Calculating Voltage across a Resistor (Parallel Circuit and series circuit)
surely your text (or google!) gives an explanation of how to work with circuits and resistors. Do you have some particular problem, which the concepts can be used to solve?
The basic principle is that
for resistors in series, the current is the same for all of them.
for resistors in parallel, the voltage drop is the same across all of them.
General explanations offered here will likely be no more detailed or comprehensible than what you've already seen. Post a question about a specific circuit and you will very likely get a usable, specific answer.
Steve gave you the recipe.
In series, voltage drops add, currents are the same.
In parallel, currents add, voltage drops are the same.
If I have 2 resistor values 1 being 12 the other 18 how do I calculate the third one
To calculate the voltage across a resistor in both a parallel circuit and a series circuit, you need to understand the basic principles of each circuit configuration.
For a parallel circuit:
1. Determine the total current (IT) flowing through the circuit from the power source by summing up the individual branch currents.
2. Identify the specific resistor you want to calculate the voltage across.
3. Use Ohm's Law, which states that voltage (V) equals the current (I) multiplied by the resistance (R), to calculate the voltage across the resistor: V = I * R.
For a series circuit:
1. Identify the specific resistor you want to calculate the voltage across.
2. Determine the total current (IT) flowing through the circuit by dividing the total voltage (VT) applied to the circuit by the total resistance (RT): IT = VT / RT.
3. Use Ohm's Law to calculate the voltage across the resistor: V = I * R.
Let's work through an example for each circuit:
Example for a parallel circuit:
Suppose you have a parallel circuit with three resistors connected to a power source of 12 volts. The resistances of the three resistors are 4 ohms, 6 ohms, and 8 ohms respectively. You want to find the voltage across the 6-ohm resistor.
1. Calculate the total current:
The branch currents in a parallel circuit add up to the total current. Let's assume the branch currents are I1, I2, and I3.
We can calculate the total current using the equation: IT = I1 + I2 + I3.
2. Calculate the individual branch currents:
The branch currents can be found using Ohm's Law: I = V / R.
The current through the 4-ohm resistor (I1) is: I1 = 12 V / 4 Ω = 3 A.
The current through the 6-ohm resistor (I2) is: I2 = 12 V / 6 Ω = 2 A.
The current through the 8-ohm resistor (I3) is: I3 = 12 V / 8 Ω = 1.5 A.
3. Calculate the total current:
The total current flowing through the circuit is: IT = I1 + I2 + I3 = 3 A + 2 A + 1.5 A = 6.5 A.
4. Calculate the voltage across the 6-ohm resistor:
Using Ohm's Law: V = I * R.
The voltage across the 6-ohm resistor is: V = 2 A * 6 Ω = 12 V.
So, the voltage across the 6-ohm resistor in the parallel circuit is 12 volts.
Example for a series circuit:
Suppose you have a series circuit with three resistors connected to a power source of 24 volts. The resistances of the three resistors are 2 ohms, 3 ohms, and 5 ohms respectively. You want to find the voltage across the 3-ohm resistor.
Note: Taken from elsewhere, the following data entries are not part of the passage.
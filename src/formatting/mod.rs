pub mod markdown;
pub mod messages;

pub use markdown::{escape_link_url, escape_markdown, truncate, truncate_markup, ELLIPSIS};
pub use messages::{
    compose_message, format_date, format_error, format_error_at, format_item, format_item_list,
};
use crate::domain::SourceType;
use crate::errors::{BotError, BotResult};

pub const DEFAULT_TELEGRAM_API_URL: &str = telegram::DEFAULT_API_URL;
// Subdomain depends on where the cookie was issued
pub const DEFAULT_PINTEREST_API_URL: &str =
    "https://ru.pinterest.com/_ngjs/resource/UserHomefeedResource/get/";
pub const DEFAULT_RAINDROP_API_URL: &str = "https://api.raindrop.io/rest/v1";

/// A credential that never shows up in logs or debug output
#[derive(Clone, PartialEq, Eq)]
pub struct Secret(String);

impl Secret {
    pub fn new(value: impl Into<String>) -> Self {
        Self(value.into())
    }

    pub fn expose(&self) -> &str {
        &self.0
    }
}

impl std::fmt::Debug for Secret {
    fn fmt(&self, f: &mut std::fmt::Formatter<'_>) -> std::fmt::Result {
        f.write_str("[redacted]")
    }
}

impl std::fmt::Display for Secret {
    fn fmt(&self, f: &mut std::fmt::Formatter<'_>) -> std::fmt::Result {
        f.write_str("[redacted]")
    }
}

#[derive(Debug, Clone)]
pub struct TelegramConfig {
    pub api_url: String,
    pub bot_token: Secret,
    pub chat_id: String,
}

#[derive(Debug, Clone)]
pub struct PinterestConfig {
    pub api_url: String,
    pub cookie: Secret,
}

#[derive(Debug, Clone)]
pub struct RaindropConfig {
    pub api_url: String,
    pub token: Secret,
    pub collection_id: String,
}

#[derive(Debug, Clone)]
pub struct Config {
    pub telegram: TelegramConfig,
    pub source: SourceType,
    pinterest_api_url: String,
    pinterest_cookie: Option<Secret>,
    raindrop_api_url: String,
    raindrop_token: Option<Secret>,
    raindrop_collection_id: Option<String>,
}

impl Config {
    /// Get the directory where the executable is located
    fn exe_dir() -> Option<std::path::PathBuf> {
        std::env::current_exe()
            .ok()
            .and_then(|p| p.parent().map(|p| p.to_path_buf()))
    }

    pub fn from_env() -> BotResult<Self> {
        // Try to load .env from executable's directory first
        if let Some(dir) = Self::exe_dir() {
            let env_path = dir.join(".env");
            if env_path.exists() {
                dotenvy::from_path(&env_path).ok();
            }
        }
        // Fall back to current directory
        dotenvy::dotenv().ok();

        Self::from_lookup(|key| std::env::var(key).ok())
    }

    /// Build the configuration from a variable lookup. Blank values count as unset.
    pub fn from_lookup<F>(lookup: F) -> BotResult<Self>
    where
        F: Fn(&str) -> Option<String>,
    {
        let var = |key: &str| lookup(key).filter(|v| !v.trim().is_empty());
        let required = |key: &str| var(key).ok_or_else(|| BotError::MissingEnvVar(key.to_string()));

        let telegram = TelegramConfig {
            api_url: var("TELEGRAM_API_URL")
                .unwrap_or_else(|| DEFAULT_TELEGRAM_API_URL.to_string()),
            bot_token: Secret::new(required("TELEGRAM_BOT_TOKEN")?),
            chat_id: required("TELEGRAM_CHAT_ID")?,
        };

        let source = match var("DAILYPIN_SOURCE") {
            Some(raw) => raw.parse::<SourceType>().map_err(BotError::Config)?,
            None => SourceType::Pins,
        };

        Ok(Self {
            telegram,
            source,
            pinterest_api_url: var("PINTEREST_API_URL")
                .unwrap_or_else(|| DEFAULT_PINTEREST_API_URL.to_string()),
            pinterest_cookie: var("PINTEREST_COOKIE").map(Secret::new),
            raindrop_api_url: var("RAINDROP_API_URL")
                .unwrap_or_else(|| DEFAULT_RAINDROP_API_URL.to_string()),
            raindrop_token: var("RAINDROP_TOKEN").map(Secret::new),
            raindrop_collection_id: var("RAINDROP_COLLECTION_ID"),
        })
    }

    /// Settings for the pin source; fails if the cookie is not configured
    pub fn pinterest(&self) -> BotResult<PinterestConfig> {
        let cookie = self
            .pinterest_cookie
            .clone()
            .ok_or_else(|| BotError::MissingEnvVar("PINTEREST_COOKIE".to_string()))?;

        Ok(PinterestConfig {
            api_url: self.pinterest_api_url.clone(),
            cookie,
        })
    }

    /// Settings for the article source; fails if the token or collection is not configured
    pub fn raindrop(&self) -> BotResult<RaindropConfig> {
        let token = self
            .raindrop_token
            .clone()
            .ok_or_else(|| BotError::MissingEnvVar("RAINDROP_TOKEN".to_string()))?;
        let collection_id = self
            .raindrop_collection_id
            .clone()
            .ok_or_else(|| BotError::MissingEnvVar("RAINDROP_COLLECTION_ID".to_string()))?;

        Ok(RaindropConfig {
            api_url: self.raindrop_api_url.clone(),
            token,
            collection_id,
        })
    }
}
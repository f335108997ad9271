use chrono::{DateTime, SecondsFormat, Utc};
use telegram::ParseMode;

use crate::domain::{ContentItem, DeliveryMode, ItemKind, MessageBody, OutboundMessage, Photo};
use crate::errors::{BotError, BotResult};

use super::markdown::{escape_link_url, escape_markdown, truncate};

/// Longest excerpt shown for an article
const MAX_EXCERPT_LENGTH: usize = 300;

/// Longest article title, so a caption keeps room for the link
const MAX_TITLE_LENGTH: usize = 200;

/// Render a single item as MarkdownV2 text.
///
/// Pins render as a bare link to the pin. Articles also show their title,
/// excerpt, domain and bookmark date.
pub fn format_item(item: &ContentItem) -> String {
    match item.kind {
        ItemKind::Pin => format!("🔗 [View Pin]({})", escape_link_url(&item.link)),
        ItemKind::Article => format_article(item),
    }
}

fn format_article(item: &ContentItem) -> String {
    let title = truncate(&item.title, MAX_TITLE_LENGTH);
    let mut message = format!("📚 *{}*", escape_markdown(&title));

    if let Some(excerpt) = &item.description {
        message.push_str("\n\n");
        message.push_str(&escape_markdown(&truncate(excerpt, MAX_EXCERPT_LENGTH)));
    }

    message.push_str("\n\n🌐 ");
    message.push_str(&escape_markdown(&item.source_label));

    if let Some(created_at) = item.created_at {
        message.push_str(" • ");
        message.push_str(&escape_markdown(&format_date(&created_at)));
    }

    message.push_str(&format!(
        "\n🔗 [Read article]({})",
        escape_link_url(&item.link)
    ));

    message
}

/// Render several items as a numbered list, one line per item
pub fn format_item_list(items: &[ContentItem]) -> String {
    if items.is_empty() {
        return "No items available".to_string();
    }

    items
        .iter()
        .enumerate()
        .map(|(index, item)| {
            let (icon, link_text) = match item.kind {
                ItemKind::Pin => ("📋", "📍 Pin →"),
                ItemKind::Article => ("🌐", "📖 Read →"),
            };

            format!(
                "{}\\. {} {} • [{}]({})",
                index + 1,
                icon,
                escape_markdown(&item.source_label),
                link_text,
                escape_link_url(&item.link)
            )
        })
        .collect::<Vec<_>>()
        .join("\n")
}

/// Render an error notification stamped with the current time
pub fn format_error(message: &str) -> String {
    format_error_at(message, Utc::now())
}

/// Render an error notification stamped with `at`
pub fn format_error_at(message: &str, at: DateTime<Utc>) -> String {
    // Code spans only reserve ` and \, so the timestamp stays verbatim
    let timestamp = at.to_rfc3339_opts(SecondsFormat::Secs, true);

    format!(
        "🚨 *Daily Pin Bot Error*\n\n\
         ❌ Scheduled delivery failed\n\n\
         *Error Details:*\n\
         {}\n\n\
         *Time:* `{}`\n\n\
         Please check your source credentials and chat settings\\.",
        escape_markdown(message),
        timestamp
    )
}

/// Format a timestamp as e.g. `March 5, 2024`
pub fn format_date(date: &DateTime<Utc>) -> String {
    date.format("%B %-d, %Y").to_string()
}

/// Build the outbound message for the picked items
pub fn compose_message(
    chat_id: &str,
    mode: DeliveryMode,
    items: &[ContentItem],
) -> BotResult<OutboundMessage> {
    let first = items
        .first()
        .ok_or_else(|| BotError::EmptyResult("No items to deliver".to_string()))?;

    let body = match mode {
        DeliveryMode::Link => MessageBody::Text(format_item(first)),
        DeliveryMode::Photo => match photo_for(first) {
            Some(photo) => MessageBody::Photo(photo),
            None => MessageBody::Text(format_item(first)),
        },
        DeliveryMode::List => MessageBody::Text(format_item_list(items)),
        DeliveryMode::Album => {
            let mut photos: Vec<Photo> = items.iter().filter_map(photo_for).collect();
            match photos.len() {
                0 => MessageBody::Text(format_item_list(items)),
                1 => MessageBody::Photo(photos.remove(0)),
                _ => MessageBody::Album(photos),
            }
        }
    };

    Ok(OutboundMessage::new(chat_id, body, Some(ParseMode::MarkdownV2)))
}

fn photo_for(item: &ContentItem) -> Option<Photo> {
    item.image_url.as_ref().map(|url| Photo {
        url: url.clone(),
        caption: format_item(item),
    })
}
1. Calculate the total current:
The total current flowing through a series circuit is the same through all components. Let's assume the total current is IT.
2. Calculate the total resistance:
The total resistance of a series circuit is the sum of the individual resistances. Let's assume the total resistance is RT.
The total resistance is: RT = R1 + R2 + R3 = 2 Ω + 3 Ω + 5 Ω = 10 Ω.
3. Calculate the total current:
The total current flowing through the circuit can be found using Ohm's Law: IT = VT / RT.
The total current is: IT = 24 V / 10 Ω = 2.4 A.
4. Calculate the voltage across the 3-ohm resistor:
Using Ohm's Law: V = I * R.
The voltage across the 3-ohm resistor is: V = 2.4 A * 3 Ω = 7.2 V.
So, the voltage across the 3-ohm resistor in the series circuit is 7.2 volts.